Segment Start: Exercise data

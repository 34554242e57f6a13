// Tests for the capture path: PCM encoding, volume estimate, WAV-backed microphone

use base64::Engine;
use kiosk_voice::audio::capture::{self, encode_frame, encode_pcm16, rms};
use kiosk_voice::audio::{AudioFrame, CaptureBackend, DeviceConfig, FileCapture, VolumeLevel};
use std::path::Path;
use std::sync::Arc;
use std::time::Duration;
use tempfile::TempDir;
use tokio::sync::mpsc;

fn write_wav(path: &Path, sample_rate: u32, channels: u16, samples: &[i16]) {
    let spec = hound::WavSpec {
        channels,
        sample_rate,
        bits_per_sample: 16,
        sample_format: hound::SampleFormat::Int,
    };
    let mut writer = hound::WavWriter::create(path, spec).unwrap();
    for s in samples {
        writer.write_sample(*s).unwrap();
    }
    writer.finalize().unwrap();
}

fn small_frames() -> DeviceConfig {
    DeviceConfig {
        input_sample_rate: 16000,
        output_sample_rate: 24000,
        frame_size: 1600,
    }
}

#[test]
fn test_pcm16_scaling_and_saturation() {
    let bytes = encode_pcm16(&[0.0, 0.5, -0.5, 1.0, -1.0, 3.0, -7.0]);
    let values: Vec<i16> = bytes
        .chunks_exact(2)
        .map(|b| i16::from_le_bytes([b[0], b[1]]))
        .collect();

    assert_eq!(values, vec![0, 16384, -16384, 32767, -32768, 32767, -32768]);
}

#[test]
fn test_encoded_frame_blob() {
    let frame = AudioFrame::new(vec![0.5; 4], 16000);
    let blob = encode_frame(&frame);

    assert_eq!(blob.mime_type, "audio/pcm;rate=16000");
    let bytes = base64::engine::general_purpose::STANDARD
        .decode(&blob.data)
        .unwrap();
    assert_eq!(bytes.len(), 8);
}

#[test]
fn test_volume_smoothing_stays_in_range() {
    let volume = VolumeLevel::new();
    assert_eq!(volume.get(), 0.0);

    let first = volume.fold(0.1);
    assert!((first - 0.2).abs() < 1e-6);

    let second = volume.fold(0.1);
    assert!((second - (0.2 * 0.8 + 0.2)).abs() < 1e-6);

    for _ in 0..10 {
        volume.fold(1.0);
    }
    assert_eq!(volume.get(), 1.0);

    volume.reset();
    assert_eq!(volume.get(), 0.0);
}

#[test]
fn test_rms() {
    assert_eq!(rms(&[]), 0.0);
    assert!((rms(&[0.5, -0.5, 0.5, -0.5]) - 0.5).abs() < 1e-6);
}

#[test]
fn test_file_capture_resamples_to_frames() {
    let dir = TempDir::new().unwrap();
    let path = dir.path().join("stereo48k.wav");

    // One second of 48 kHz stereo -> 16000 mono samples -> 10 frames of 1600
    let samples = vec![1000i16; 48000 * 2];
    write_wav(&path, 48000, 2, &samples);

    let capture = FileCapture::open(&path, &small_frames()).unwrap();
    assert_eq!(capture.frame_count(), 10);
}

#[test]
fn test_file_capture_converts_non_integer_rates() {
    let dir = TempDir::new().unwrap();

    // One second of audio is 16000 capture-rate samples whatever the file rate
    for rate in [44100u32, 22050, 24000] {
        let path = dir.path().join(format!("mono{}.wav", rate));
        write_wav(&path, rate, 1, &vec![1000i16; rate as usize]);

        let capture = FileCapture::open(&path, &small_frames()).unwrap();
        assert_eq!(capture.frame_count(), 10, "{} Hz input", rate);
    }
}

#[test]
fn test_file_capture_rejects_missing_file() {
    let dir = TempDir::new().unwrap();
    assert!(FileCapture::open(dir.path().join("nope.wav"), &small_frames()).is_err());
}

#[tokio::test(start_paused = true)]
async fn test_pipeline_forwards_frames_and_tracks_volume() {
    let dir = TempDir::new().unwrap();
    let path = dir.path().join("voice.wav");
    write_wav(&path, 16000, 1, &vec![8000i16; 16000]);

    let backend = FileCapture::open(&path, &small_frames()).unwrap();
    let volume = Arc::new(VolumeLevel::new());
    let (tx, mut rx) = mpsc::channel(64);

    let handle = capture::start(Box::new(backend), Arc::clone(&volume), tx)
        .await
        .unwrap();

    let mut received = 0;
    while received < 3 {
        let blob = tokio::time::timeout(Duration::from_secs(5), rx.recv())
            .await
            .unwrap()
            .unwrap();
        assert_eq!(blob.mime_type, "audio/pcm;rate=16000");
        received += 1;
    }
    assert!(volume.get() > 0.0);

    handle.stop().await;
    assert_eq!(volume.get(), 0.0);
}

#[tokio::test]
async fn test_file_capture_stop_is_idempotent() {
    let dir = TempDir::new().unwrap();
    let path = dir.path().join("short.wav");
    write_wav(&path, 16000, 1, &vec![0i16; 3200]);

    let mut backend = FileCapture::open(&path, &small_frames()).unwrap();
    let _rx = backend.start().await.unwrap();
    assert!(backend.start().await.is_err());

    backend.stop().await.unwrap();
    backend.stop().await.unwrap();
    assert!(!backend.is_capturing());
}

Segment End: Exercise data

Send back exactly the lines of the listing above, beginning at the line containing "#[tokio::test]" and ending with the last. Add nothing.

#[tokio::test]
async fn test_file_capture_stop_is_idempotent() {
    let dir = TempDir::new().unwrap();
    let path = dir.path().join("short.wav");
    write_wav(&path, 16000, 1, &vec![0i16; 3200]);

    let mut backend = FileCapture::open(&path, &small_frames()).unwrap();
    let _rx = backend.start().await.unwrap();
    assert!(backend.start().await.is_err());

    backend.stop().await.unwrap();
    backend.stop().await.unwrap();
    assert!(!backend.is_capturing());
}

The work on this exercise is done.